_WHAT TO WORK ON_
Every entry below is to be copied exactly, with nothing omitted.

☆ ☆ ☆ ☆ ☆ ☆ ☆

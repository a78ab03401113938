//! Unified configuration for the atlas dashboard core.
//!
//! Configuration is loaded with precedence: CLI args > Env vars > Config file > Defaults
//!
//! # Example config file (atlas.toml)
//! ```toml
//! [data]
//! path = "data/dragonfly_database.parquet"
//!
//! [map]
//! token_file = ".mapbox_token"
//! hex_resolution = 100
//! ```

mod defaults;

pub use defaults::*;

use crate::error::StartupError;
use figment::{
    providers::{Env, Format, Serialized, Toml},
    Figment,
};
use serde::{Deserialize, Serialize};
use std::path::{Path, PathBuf};

/// Main configuration for the atlas core.
#[derive(Debug, Clone, Default, Serialize, Deserialize)]
#[serde(default)]
pub struct AtlasConfig {
    /// Dataset location
    pub data: DataConfig,
    /// Map and hexbin tuning
    pub map: MapConfig,
}

impl AtlasConfig {
    /// Load configuration with precedence: CLI args > Env > File > Defaults
    ///
    /// # Arguments
    /// * `config_path` - Optional path to TOML config file
    /// * `overrides` - CLI overrides to apply on top
    pub fn load(
        config_path: Option<&str>,
        overrides: ConfigOverrides,
    ) -> Result<Self, ConfigError> {
        let mut figment = Figment::new().merge(Serialized::defaults(AtlasConfig::default()));

        // Layer 1: Config file (if provided)
        if let Some(path) = config_path {
            figment = figment.merge(Toml::file(path));
        }

        // Layer 2: Environment variables with ATLAS_ prefix
        figment = figment.merge(Env::prefixed("ATLAS_").split("__"));

        // Layer 3: CLI overrides
        figment = figment.merge(Serialized::defaults(overrides));

        figment.extract().map_err(ConfigError::from)
    }

    /// Load from environment and optional config file only (no CLI overrides)
    pub fn from_env(config_path: Option<&str>) -> Result<Self, ConfigError> {
        Self::load(config_path, ConfigOverrides::default())
    }
}

/// Dataset configuration.
#[derive(Debug, Clone, Serialize, Deserialize)]
#[serde(default)]
pub struct DataConfig {
    /// Path of the occurrence parquet file
    pub path: PathBuf,
}

impl Default for DataConfig {
    fn default() -> Self {
        Self {
            path: PathBuf::from(DEFAULT_DATASET_PATH),
        }
    }
}

/// Map and hexbin configuration.
#[derive(Debug, Clone, Serialize, Deserialize)]
#[serde(default)]
pub struct MapConfig {
    /// Token file consulted when the environment variable is unset
    pub token_file: PathBuf,
    /// Default hexbin resolution for new sessions
    pub hex_resolution: u32,
    /// Lower bound of the resolution control
    pub hex_resolution_min: u32,
    /// Upper bound of the resolution control
    pub hex_resolution_max: u32,
    /// Minimum cell occupancy on the unconstrained view
    pub min_count_global: u64,
    /// Minimum cell occupancy once any filter is active
    pub min_count_filtered: u64,
}

impl Default for MapConfig {
    fn default() -> Self {
        Self {
            token_file: PathBuf::from(DEFAULT_TOKEN_FILE),
            hex_resolution: DEFAULT_HEX_RESOLUTION,
            hex_resolution_min: MIN_HEX_RESOLUTION,
            hex_resolution_max: MAX_HEX_RESOLUTION,
            min_count_global: DEFAULT_MIN_COUNT_GLOBAL,
            min_count_filtered: DEFAULT_MIN_COUNT_FILTERED,
        }
    }
}

/// CLI overrides that take precedence over file and env config.
#[derive(Debug, Clone, Default, Serialize, Deserialize)]
#[serde(default)]
pub struct ConfigOverrides {
    #[serde(skip_serializing_if = "Option::is_none")]
    pub data: Option<DataOverrides>,
    #[serde(skip_serializing_if = "Option::is_none")]
    pub map: Option<MapOverrides>,
}

#[derive(Debug, Clone, Default, Serialize, Deserialize)]
#[serde(default)]
pub struct DataOverrides {
    #[serde(skip_serializing_if = "Option::is_none")]
    pub path: Option<PathBuf>,
}

#[derive(Debug, Clone, Default, Serialize, Deserialize)]
#[serde(default)]
pub struct MapOverrides {
    #[serde(skip_serializing_if = "Option::is_none")]
    pub token_file: Option<PathBuf>,
    #[serde(skip_serializing_if = "Option::is_none")]
    pub hex_resolution: Option<u32>,
}

/// Configuration error.
#[derive(Debug)]
pub struct ConfigError {
    pub message: String,
}

impl std::fmt::Display for ConfigError {
    fn fmt(&self, f: &mut std::fmt::Formatter<'_>) -> std::fmt::Result {
        write!(f, "configuration error: {}", self.message)
    }
}

impl std::error::Error for ConfigError {}

impl From<figment::Error> for ConfigError {
    fn from(e: figment::Error) -> Self {
        Self {
            message: e.to_string(),
        }
    }
}

/// Resolve the map-tile token: environment variable first, then the token
/// file. Must succeed before anything is served.
///
/// # Errors
/// [`StartupError::MissingToken`] when neither source yields a token.
pub fn resolve_map_token(map: &MapConfig) -> Result<String, StartupError> {
    let env_value = std::env::var(TOKEN_ENV_VAR).ok();
    resolve_token(env_value.as_deref(), &map.token_file)
}

fn resolve_token(env_value: Option<&str>, token_file: &Path) -> Result<String, StartupError> {
    if let Some(raw) = env_value {
        let token = raw.trim();
        if !token.is_empty() {
            return Ok(token.to_string());
        }
    }
    if let Ok(raw) = std::fs::read_to_string(token_file) {
        let token = raw.trim();
        if !token.is_empty() {
            return Ok(token.to_string());
        }
    }
    Err(StartupError::MissingToken {
        env_var: TOKEN_ENV_VAR.to_string(),
        token_file: token_file.to_path_buf(),
    })
}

☆ ☆ ☆ ☆ ☆ ☆ ☆

_EXERCISE SOLUTION_
repository a78ab03401113938
//! Unified configuration for the atlas dashboard core.
//!
//! Configuration is loaded with precedence: CLI args > Env vars > Config file > Defaults
//!
//! # Example config file (atlas.toml)
//! ```toml
//! [data]
//! path = "data/dragonfly_database.parquet"
//!
//! [map]
//! token_file = ".mapbox_token"
//! hex_resolution = 100
//! ```

mod defaults;

pub use defaults::*;

use crate::error::StartupError;
use figment::{
    providers::{Env, Format, Serialized, Toml},
    Figment,
};
use serde::{Deserialize, Serialize};
use std::path::{Path, PathBuf};

/// Main configuration for the atlas core.
#[derive(Debug, Clone, Default, Serialize, Deserialize)]
#[serde(default)]
pub struct AtlasConfig {
    /// Dataset location
    pub data: DataConfig,
    /// Map and hexbin tuning
    pub map: MapConfig,
}

impl AtlasConfig {
    /// Load configuration with precedence: CLI args > Env > File > Defaults
    ///
    /// # Arguments
    /// * `config_path` - Optional path to TOML config file
    /// * `overrides` - CLI overrides to apply on top
    pub fn load(
        config_path: Option<&str>,
        overrides: ConfigOverrides,
    ) -> Result<Self, ConfigError> {
        let mut figment = Figment::new().merge(Serialized::defaults(AtlasConfig::default()));

        // Layer 1: Config file (if provided)
        if let Some(path) = config_path {
            figment = figment.merge(Toml::file(path));
        }

        // Layer 2: Environment variables with ATLAS_ prefix
        figment = figment.merge(Env::prefixed("ATLAS_").split("__"));

        // Layer 3: CLI overrides
        figment = figment.merge(Serialized::defaults(overrides));

        figment.extract().map_err(ConfigError::from)
    }

    /// Load from environment and optional config file only (no CLI overrides)
    pub fn from_env(config_path: Option<&str>) -> Result<Self, ConfigError> {
        Self::load(config_path, ConfigOverrides::default())
    }
}

/// Dataset configuration.
#[derive(Debug, Clone, Serialize, Deserialize)]
#[serde(default)]
pub struct DataConfig {
    /// Path of the occurrence parquet file
    pub path: PathBuf,
}

impl Default for DataConfig {
    fn default() -> Self {
        Self {
            path: PathBuf::from(DEFAULT_DATASET_PATH),
        }
    }
}

/// Map and hexbin configuration.
#[derive(Debug, Clone, Serialize, Deserialize)]
#[serde(default)]
pub struct MapConfig {
    /// Token file consulted when the environment variable is unset
    pub token_file: PathBuf,
    /// Default hexbin resolution for new sessions
    pub hex_resolution: u32,
    /// Lower bound of the resolution control
    pub hex_resolution_min: u32,
    /// Upper bound of the resolution control
    pub hex_resolution_max: u32,
    /// Minimum cell occupancy on the unconstrained view
    pub min_count_global: u64,
    /// Minimum cell occupancy once any filter is active
    pub min_count_filtered: u64,
}

impl Default for MapConfig {
    fn default() -> Self {
        Self {
            token_file: PathBuf::from(DEFAULT_TOKEN_FILE),
            hex_resolution: DEFAULT_HEX_RESOLUTION,
            hex_resolution_min: MIN_HEX_RESOLUTION,
            hex_resolution_max: MAX_HEX_RESOLUTION,
            min_count_global: DEFAULT_MIN_COUNT_GLOBAL,
            min_count_filtered: DEFAULT_MIN_COUNT_FILTERED,
        }
    }
}

/// CLI overrides that take precedence over file and env config.
#[derive(Debug, Clone, Default, Serialize, Deserialize)]
#[serde(default)]
pub struct ConfigOverrides {
    #[serde(skip_serializing_if = "Option::is_none")]
    pub data: Option<DataOverrides>,
    #[serde(skip_serializing_if = "Option::is_none")]
    pub map: Option<MapOverrides>,
}

#[derive(Debug, Clone, Default, Serialize, Deserialize)]
#[serde(default)]
pub struct DataOverrides {
    #[serde(skip_serializing_if = "Option::is_none")]
    pub path: Option<PathBuf>,
}

#[derive(Debug, Clone, Default, Serialize, Deserialize)]
#[serde(default)]
pub struct MapOverrides {
    #[serde(skip_serializing_if = "Option::is_none")]
    pub token_file: Option<PathBuf>,
    #[serde(skip_serializing_if = "Option::is_none")]
    pub hex_resolution: Option<u32>,
}

/// Configuration error.
#[derive(Debug)]
pub struct ConfigError {
    pub message: String,
}

impl std::fmt::Display for ConfigError {
    fn fmt(&self, f: &mut std::fmt::Formatter<'_>) -> std::fmt::Result {
        write!(f, "configuration error: {}", self.message)
    }
}

impl std::error::Error for ConfigError {}

impl From<figment::Error> for ConfigError {
    fn from(e: figment::Error) -> Self {
        Self {
            message: e.to_string(),
        }
    }
}

/// Resolve the map-tile token: environment variable first, then the token
/// file. Must succeed before anything is served.
///
/// # Errors
/// [`StartupError::MissingToken`] when neither source yields a token.
pub fn resolve_map_token(map: &MapConfig) -> Result<String, StartupError> {
    let env_value = std::env::var(TOKEN_ENV_VAR).ok();
    resolve_token(env_value.as_deref(), &map.token_file)
}

fn resolve_token(env_value: Option<&str>, token_file: &Path) -> Result<String, StartupError> {
    if let Some(raw) = env_value {
        let token = raw.trim();
        if !token.is_empty() {
            return Ok(token.to_string());
        }
    }
    if let Ok(raw) = std::fs::read_to_string(token_file) {
        let token = raw.trim();
        if !token.is_empty() {
            return Ok(token.to_string());
        }
    }
    Err(StartupError::MissingToken {
        env_var: TOKEN_ENV_VAR.to_string(),
        token_file: token_file.to_path_buf(),
    })
}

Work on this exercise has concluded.